При всем том, что романтикам чужда метафизическая система альтернативных ценностей, в которой вполне очевидным образам Зла дидактически были бы противопоставлены не менее рельефные образы Добра, даже категориальное восприятие романтизмом человечества как такового отводило его «восточную разновидность» на периферию интеллектуальных и эмоциональных интересов и потребностей.

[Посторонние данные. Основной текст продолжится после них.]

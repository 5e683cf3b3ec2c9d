#![no_main]
use bitspeak::{Bitspeak, Config, Format};
use libfuzzer_sys::fuzz_target;

fuzz_target!(|data: &[u8]| {
    if data.len() < 3 {
        return;
    }

    // Use the first bytes as control: format, word size, line size.
    let format = if data[0] & 1 == 0 {
        Format::Bs6
    } else {
        Format::Bs8
    };
    let size = |b: u8| if b == 0 { -1 } else { i64::from(b % 40) + 1 };
    let config = Config::builder()
        .max_word_size(size(data[1]))
        .max_line_size(size(data[2]))
        .build()
        .unwrap();
    let payload = &data[3..];

    let codec = Bitspeak::new(format, config);
    let text = codec.encode(payload);
    assert!(text.chars().count() <= codec.estimate_encode_size(payload.len()));

    let decoded = codec.decode(&text).unwrap();
    assert_eq!(decoded, payload);
});
//! Bounded retry with exponential backoff under a hard deadline.
//!
//! Every failed attempt `n` (1-based) waits `base_delay * 2^(n-1)` before the
//! next one. The deadline covers all attempts and backoff sleeps together;
//! once it passes, the pending attempt is dropped and nothing is retried.

use std::fmt::Display;
use std::future::Future;
use std::time::Duration;

/// Outcome of a policy run that did not succeed.
#[derive(Debug, thiserror::Error)]
pub enum RetryError<E> {
    /// The overall deadline elapsed. Never retried.
    #[error("timed out after {0:?}")]
    TimedOut(Duration),

    /// Every attempt failed; carries the last failure.
    #[error("failed after {attempts} attempts: {last}")]
    Exhausted { attempts: u32, last: E },
}

impl<E> RetryError<E> {
    pub fn is_timeout(&self) -> bool {
        matches!(self, RetryError::TimedOut(_))
    }
}

/// Retry, backoff and timeout settings.
#[derive(Debug, Clone, Copy, PartialEq, Eq)]
pub struct RetryPolicy {
    /// Total attempts, including the first one.
    pub max_attempts: u32,
    /// Delay after the first failure; doubled after each further failure.
    pub base_delay: Duration,
    /// Wall-clock bound for the whole run.
    pub timeout: Duration,
}

impl Default for RetryPolicy {
    fn default() -> Self {
        Self::search()
    }
}

impl RetryPolicy {
    pub fn new(max_attempts: u32, base_delay: Duration, timeout: Duration) -> Self {
        Self { max_attempts: max_attempts.max(1), base_delay, timeout }
    }

    /// Policy for a full search: 4 attempts, 1s base delay, 45s deadline.
    pub fn search() -> Self {
        Self::new(4, Duration::from_secs(1), Duration::from_secs(45))
    }

    /// Backoff to wait after failed attempt number `attempt` (1-based).
    pub fn delay_for(&self, attempt: u32) -> Duration {
        let exp = attempt.saturating_sub(1).min(31);
        self.base_delay.saturating_mul(1u32 << exp)
    }

    /// Run `operation` until it succeeds, attempts run out, or the deadline passes.
    pub async fn run<T, E, F, Fut>(&self, mut operation: F) -> Result<T, RetryError<E>>
    where
        F: FnMut() -> Fut,
        Fut: Future<Output = Result<T, E>>,
        E: Display,
    {
        let max_attempts = self.max_attempts.max(1);

        let attempts = async {
            let mut attempt = 0u32;
            loop {
                attempt += 1;
                match operation().await {
                    Ok(value) => return Ok(value),
                    Err(last) if attempt >= max_attempts => {
                        return Err(RetryError::Exhausted { attempts: attempt, last });
                    }
                    Err(e) => {
                        let delay = self.delay_for(attempt);
                        tracing::warn!(attempt, max_attempts, ?delay, "attempt failed, retrying: {}", e);
                        tokio::time::sleep(delay).await;
                    }
                }
            }
        };

        match tokio::time::timeout(self.timeout, attempts).await {
            Ok(result) => result,
            Err(_) => {
                tracing::warn!(timeout = ?self.timeout, "operation timed out");
                Err(RetryError::TimedOut(self.timeout))
            }
        }
    }
}
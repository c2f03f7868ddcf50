//! Gutenberg books API response types and normalization.

use listenup_core::{SourceKind, TextUrls};
use serde::Deserialize;

use crate::source::{SourceRecord, non_blank};

/// Paged envelope returned by the search endpoint.
#[derive(Debug, Deserialize)]
pub struct GutenbergPage<T> {
    #[serde(default)]
    pub next: Option<String>,
    #[serde(default)]
    pub previous: Option<String>,
    #[serde(default = "Vec::new")]
    pub results: Vec<T>,
}

/// A book in the text catalog.
#[derive(Debug, Clone, Deserialize)]
pub struct GutenbergBook {
    #[serde(default)]
    pub id: Option<u64>,
    #[serde(default)]
    pub title: Option<String>,
    #[serde(default)]
    pub alternative_title: Option<String>,
    #[serde(default)]
    pub authors: Vec<GutenbergAuthor>,
    #[serde(default)]
    pub subjects: Vec<String>,
    #[serde(default)]
    pub language: Option<String>,
    #[serde(default)]
    pub media_type: Option<String>,
    #[serde(default)]
    pub download_count: Option<u64>,
    #[serde(default)]
    pub gutenberg_url: Option<String>,
    #[serde(default)]
    pub formats: Vec<GutenbergFormat>,
}

#[derive(Debug, Clone, Deserialize)]
pub struct GutenbergAuthor {
    #[serde(default)]
    pub id: Option<u64>,
    #[serde(default)]
    pub name: Option<String>,
}

/// A downloadable format; `type` is a MIME type such as `application/epub+zip`.
#[derive(Debug, Clone, Deserialize)]
pub struct GutenbergFormat {
    #[serde(default, rename = "type")]
    pub mime_type: Option<String>,
    #[serde(default)]
    pub url: Option<String>,
}

impl GutenbergBook {
    /// URL of the first format whose MIME type mentions `needle`.
    pub fn format_url(&self, needle: &str) -> Option<String> {
        self.formats
            .iter()
            .filter(|f| {
                f.mime_type
                    .as_deref()
                    .is_some_and(|t| t.to_ascii_lowercase().contains(needle))
            })
            .find_map(|f| non_blank(f.url.clone()))
    }
}

impl From<GutenbergBook> for SourceRecord {
    fn from(book: GutenbergBook) -> Self {
        let text = TextUrls {
            html: book.format_url("html"),
            epub: book.format_url("epub"),
            pdf: book.format_url("pdf"),
        };

        SourceRecord {
            title: non_blank(book.title).or_else(|| non_blank(book.alternative_title)),
            author: book.authors.into_iter().next().and_then(|a| non_blank(a.name)),
            language: non_blank(book.language),
            text,
            ..SourceRecord::new(SourceKind::Text)
        }
    }
}

#[cfg(test)]
mod tests {
    use super::*;

    const FIXTURE_JSON: &str = r#"{
        "next": "https://books.example/api/books?page=2",
        "previous": null,
        "results": [
            {
                "id": 1342,
                "title": "Pride and Prejudice",
                "authors": [{"id": 68, "name": "Austen, Jane"}, {"id": 9, "name": "Someone Else"}],
                "subjects": ["Courtship -- Fiction"],
                "language": "en",
                "media_type": "Text",
                "download_count": 51234,
                "formats": [
                    {"type": "image/jpeg", "url": "https://gutenberg.org/cache/1342.cover.jpg"},
                    {"type": "application/epub+zip", "url": "https://gutenberg.org/ebooks/1342.epub3.images"},
                    {"type": "application/epub+zip", "url": "https://gutenberg.org/ebooks/1342.epub.noimages"},
                    {"type": "text/html; charset=utf-8", "url": "https://gutenberg.org/ebooks/1342.html.images"}
                ],
                "copyright": false
            },
            {
                "id": 2,
                "alternative_title": "An Alternative",
                "formats": [{"type": "application/pdf", "url": null}]
            }
        ]
    }"#;

    #[test]
    fn test_deserialize_page() {
        let page: GutenbergPage<GutenbergBook> = serde_json::from_str(FIXTURE_JSON).unwrap();
        assert!(page.next.is_some());
        assert!(page.previous.is_none());
        assert_eq!(page.results.len(), 2);
        assert_eq!(page.results[0].id, Some(1342));
        assert_eq!(page.results[0].download_count, Some(51234));
    }

    #[test]
    fn test_normalize_book() {
        let page: GutenbergPage<GutenbergBook> = serde_json::from_str(FIXTURE_JSON).unwrap();
        let record: SourceRecord = page.results[0].clone().into();

        assert_eq!(record.source, SourceKind::Text);
        assert_eq!(record.title.as_deref(), Some("Pride and Prejudice"));
        assert_eq!(record.author.as_deref(), Some("Austen, Jane"));
        assert_eq!(record.language.as_deref(), Some("en"));
        assert_eq!(record.text.epub.as_deref(), Some("https://gutenberg.org/ebooks/1342.epub3.images"));
        assert_eq!(record.text.html.as_deref(), Some("https://gutenberg.org/ebooks/1342.html.images"));
        assert!(record.text.pdf.is_none());
        assert!(record.audio_url.is_none());
        assert!(record.cover_url.is_none());
    }

    #[test]
    fn test_alternative_title_and_missing_fields() {
        let page: GutenbergPage<GutenbergBook> = serde_json::from_str(FIXTURE_JSON).unwrap();
        let record: SourceRecord = page.results[1].clone().into();

        assert_eq!(record.title.as_deref(), Some("An Alternative"));
        assert!(record.author.is_none());
        assert!(!record.text.any());
    }

    #[test]
    fn test_empty_page() {
        let page: GutenbergPage<GutenbergBook> = serde_json::from_str("{}").unwrap();
        assert!(page.results.is_empty());
    }
}
//! Common capability shared by every catalog client.

use listenup_core::{SourceKind, TextUrls};

use crate::SourceError;

/// One catalog hit, reduced to the fields the merge understands.
///
/// Each catalog fills only the fields it owns: text formats come from the
/// text catalog, audio from the audiobook catalog, and so on.
#[derive(Debug, Clone, PartialEq, Eq)]
pub struct SourceRecord {
    pub source: SourceKind,
    pub title: Option<String>,
    pub author: Option<String>,
    pub language: Option<String>,
    pub text: TextUrls,
    pub audio_url: Option<String>,
    pub cover_url: Option<String>,
    pub first_publish_year: Option<i32>,
}

impl SourceRecord {
    /// An empty record attributed to `source`.
    pub fn new(source: SourceKind) -> Self {
        Self {
            source,
            title: None,
            author: None,
            language: None,
            text: TextUrls::default(),
            audio_url: None,
            cover_url: None,
            first_publish_year: None,
        }
    }
}

/// A searchable catalog.
///
/// Implementations issue at most one request per `search` call and return
/// an empty list, without touching the network, for a blank query.
#[async_trait::async_trait]
pub trait SourceClient: Send + Sync {
    /// Which catalog this client talks to.
    fn kind(&self) -> SourceKind;

    /// Disabled clients are skipped by the aggregator and never fail.
    fn is_enabled(&self) -> bool {
        true
    }

    /// Search the catalog for `query`, asking for at most `limit` hits.
    async fn search(&self, query: &str, limit: usize) -> Result<Vec<SourceRecord>, SourceError>;
}

/// Trimmed value, or None if missing or blank.
pub(crate) fn non_blank(value: Option<String>) -> Option<String> {
    value.map(|s| s.trim().to_string()).filter(|s| !s.is_empty())
}
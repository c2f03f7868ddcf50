//! Database schema migrations.
//!
//! A `_migrations` table records which numbered SQL batches have been
//! applied. Every batch uses `IF NOT EXISTS` so re-running is harmless.

use super::Error;
use tokio_rusqlite::{Connection, params};

/// Migration list: (version, SQL), applied in ascending version order.
const MIGRATIONS: &[(i64, &str)] = &[
    (1, include_str!("../../migrations/001_search_cache.sql")),
    (2, include_str!("../../migrations/002_favorites.sql")),
];

/// Latest schema version known to this build.
pub fn latest_version() -> i64 {
    MIGRATIONS.last().map(|(v, _)| *v).unwrap_or(0)
}

/// Run any pending migrations.
///
/// # Errors
///
/// Returns `Error::MigrationFailed` if a migration SQL batch fails to execute.
pub async fn run(conn: &Connection) -> Result<(), Error> {
    conn.call(|conn| -> Result<(), Error> {
        conn.execute(
            "CREATE TABLE IF NOT EXISTS _migrations (
                version INTEGER PRIMARY KEY,
                applied_at TEXT NOT NULL
            )",
            [],
        )?;

        let current: i64 =
            conn.query_row("SELECT COALESCE(MAX(version), 0) FROM _migrations", [], |row| row.get(0))?;

        for (version, sql) in MIGRATIONS.iter().filter(|(v, _)| *v > current) {
            conn.execute_batch(sql)
                .map_err(|e| Error::MigrationFailed(format!("version {version}: {e}")))?;
            conn.execute(
                "INSERT INTO _migrations (version, applied_at) VALUES (?1, ?2)",
                params![version, chrono::Utc::now().to_rfc3339()],
            )?;
            tracing::debug!(version, "applied cache migration");
        }

        Ok(())
    })
    .await
    .map_err(Error::from)
}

И романтическая историософия волей-неволей приходила к скептическому выводу – пусть и далеко не всегда вербализуемому, – что любое общество, будь то европейское или восточное, есть не микрочастица некого глобального божественного благоустройства, а скорее случайное объединение людей-масок, поглощенных материальным и чувственным наполнением своего бытия. Потому-то представленные романтиками «сыны и дочери Востока» – это, как правило, не психологически убедительные, цельные характеры, а скорее аллегорические фигуры98, серии образов, противоречивых потому, что они относятся к разным сторонам в высшей степени противоречивого явления. Они – чередование «масок», в чем-то даже тождественных автору, но во многом от него и отличающихся.
И далее.
Как бы ни было первоначально велико жанровое и тематическое многообразие литературы (в том числе и романтической99) о Востоке100, преобладающим в ней становился жанр путевых записок, зарисовок, этюда, дневника, жанр, вполне отвечающий концепции разорванности мира101. Главные приметы «дневникового повествовательного принципа»102: краткость; сжатость; фрагментарность; отказ от риторики и необязательных принципов; фиксация мгновенных озарений мысли. Цель «идеальной модели» дневника – не подсказывать готовые решения, а ставить вопросы, создавать ощущение вездесущности новых возможностей, сеять сомнение в незыблемости существующего. На примере построенных в форме дневников описаний ряда путешествий на Восток русских авторов (зачастую – представителей романтизма) можно видеть, что изображение в них параллельных миров (скажем, русско-православного и азиато-мусульманского) с исторически различными типами развития, исторически контрастных типов сознания во многом соответствовало, а во многом – отклонялось от этой «идеальной модели», модели, в которой главным был курс на релятивизацию. Оно, это описание, подчинялось жесткой идеологизации и политизации всех тех предметов описания и анализа, которые связывались с понятием «Ислам».